Here’s one of our favorite recipes for cooking our fresh fish:

First, fillet the fish and remove all the bones.

Next, we spread olive oil over the fillets; then add freshly ground pepper, salt, and dill. If using dried dill (as we do), be sure to crumble it in your palm prior to sprinkling over the fish. It helps to release the oils/scent. Add the juice of 1/2 lemon over the fillets. Finally, cut 1 tablespoon of butter into quarters and place on the top of the fillets. Place the fish on the grill on medium-high heat for 15 min., then check to see if its done. Proceed to continue cooking until the fish is fully cooked.

While I prepared the fish, I had 1/2 yellow onion sauteing in olive oil over medium-high heat on the stove. Add a pinch of salt to help them sweat, followed by a pinch of pepper for seasoning. Once they are translucent and beginning to carmelize, I added 1 cup of sliced mushrooms. These were button mushrooms, but shiitake mushrooms would work well too. Cook the mushroom and onion mixture until the mushrooms are brown along their edges, about 5-7 min. Add 1 cup of white wine (I use Pinot Grigio because then I can drink a glass with dinner!) and continue to simmer until the liquid cooks down, about 4 min.

The fish is done! It looks so good in this photo that I am literally starting to salivate. No. Joke. It’s like I can smell the buttery-lemony-dill sauce through the computer!

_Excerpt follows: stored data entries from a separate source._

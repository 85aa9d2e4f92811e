//! The fixed, versioned broker wire protocol.
//!
//! Both sides of the socketpair exchange fixed-size little-endian messages;
//! DMA-BUF file descriptors ride alongside as `SCM_RIGHTS` ancillary data,
//! in item order. The version field is checked on every message: a mismatch
//! means a stale helper binary, and the message is dropped by whoever
//! notices.
//!
//! Layout is packed explicitly field by field rather than cast from a
//! `#[repr(C)]` struct, so the wire format cannot drift with compiler
//! padding decisions.

use std::os::fd::OwnedFd;

use crate::error::{KmsError, Result};

/// Protocol version exchanged in every message.
pub const PROTOCOL_VERSION: u32 = 4;

/// Maximum plane items per response.
pub const MAX_ITEMS: usize = 8;

/// Maximum DMA-BUF planes per item.
pub const MAX_DMA_BUFS: usize = 4;

/// Fixed error message field size.
pub const ERR_MSG_SIZE: usize = 128;

/// Request wire size: version + type + new-fd marker.
pub const REQUEST_SIZE: usize = 12;

/// Per-item wire size. See [`ResponseItem::encode_into`].
pub const ITEM_SIZE: usize = 112;

/// Response wire size: header + err msg + item count + items.
pub const RESPONSE_SIZE: usize = 4 + 4 + ERR_MSG_SIZE + 4 + MAX_ITEMS * ITEM_SIZE;

/// Request kinds.
#[derive(Debug, Clone, Copy, PartialEq, Eq)]
pub enum RequestType {
    /// Replace the current connection with the FD in the ancillary data.
    /// Sent once right after the handshake so that all further traffic runs
    /// over the socketpair that dies with the parent.
    ReplaceConnection = 0,

    /// Ask for the current scanout planes.
    GetKms = 1,
}

impl RequestType {
    fn from_wire(value: i32) -> Result<Self> {
        match value {
            0 => Ok(Self::ReplaceConnection),
            1 => Ok(Self::GetKms),
            other => Err(KmsError::MalformedMessage(format!(
                "unknown request type {other}"
            ))),
        }
    }
}

/// Result codes in a response.
#[derive(Debug, Clone, Copy, PartialEq, Eq)]
pub enum ResponseResult {
    Ok = 0,
    InvalidRequest = 1,
    FailedToGetPlane = 2,
    FailedToGetPlanes = 3,
    FailedToSend = 4,
}

impl ResponseResult {
    fn from_wire(value: i32) -> Result<Self> {
        match value {
            0 => Ok(Self::Ok),
            1 => Ok(Self::InvalidRequest),
            2 => Ok(Self::FailedToGetPlane),
            3 => Ok(Self::FailedToGetPlanes),
            4 => Ok(Self::FailedToSend),
            other => Err(KmsError::MalformedMessage(format!(
                "unknown result code {other}"
            ))),
        }
    }
}

/// A request message.
#[derive(Debug, Clone, Copy)]
pub struct Request {
    pub version: u32,
    pub kind: RequestType,

    /// 1 when an FD accompanies this request (`ReplaceConnection`), else 0.
    pub carries_fd: bool,
}

impl Request {
    pub fn new(kind: RequestType) -> Self {
        Self {
            version: PROTOCOL_VERSION,
            kind,
            carries_fd: kind == RequestType::ReplaceConnection,
        }
    }

    pub fn encode(&self) -> [u8; REQUEST_SIZE] {
        let mut buf = [0u8; REQUEST_SIZE];
        buf[0..4].copy_from_slice(&self.version.to_le_bytes());
        buf[4..8].copy_from_slice(&(self.kind as i32).to_le_bytes());
        buf[8..12].copy_from_slice(&i32::from(self.carries_fd).to_le_bytes());
        buf
    }

    pub fn decode(buf: &[u8]) -> Result<Self> {
        if buf.len() < REQUEST_SIZE {
            return Err(KmsError::MalformedMessage(format!(
                "short request: {} bytes",
                buf.len()
            )));
        }
        let version = u32::from_le_bytes(read4(buf, 0));
        let kind = RequestType::from_wire(i32::from_le_bytes(read4(buf, 4)))?;
        let carries_fd = i32::from_le_bytes(read4(buf, 8)) != 0;
        Ok(Self {
            version,
            kind,
            carries_fd,
        })
    }
}

/// HDR10 static metadata carried with a plane, matching the kernel's
/// `hdr_output_metadata` infoframe payload.
#[derive(Debug, Clone, Copy, Default, PartialEq, Eq)]
pub struct HdrOutputMetadata {
    pub metadata_type: u32,
    pub eotf: u8,
    pub static_metadata_descriptor_id: u8,

    /// CIE 1931 chromaticity of the three display primaries, in 0.00002
    /// units.
    pub display_primaries: [(u16, u16); 3],
    pub white_point: (u16, u16),

    /// Mastering luminance in 1 cd/m2 (max) and 0.0001 cd/m2 (min) units.
    pub max_display_mastering_luminance: u16,
    pub min_display_mastering_luminance: u16,

    pub max_content_light_level: u16,
    pub max_frame_average_light_level: u16,
}

const HDR_SIZE: usize = 32;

I served a cut of the fillet with the caramelized onion & mushroom mixture on the side. I HIGHLY recommend serving it on the top, though, because every bite we took tasted so much better when both were on the fork together. YUMMY goodness!! It’s healthy, easy, and flavorful.

You will be so excited for the next chance you get to make it! Enjoy!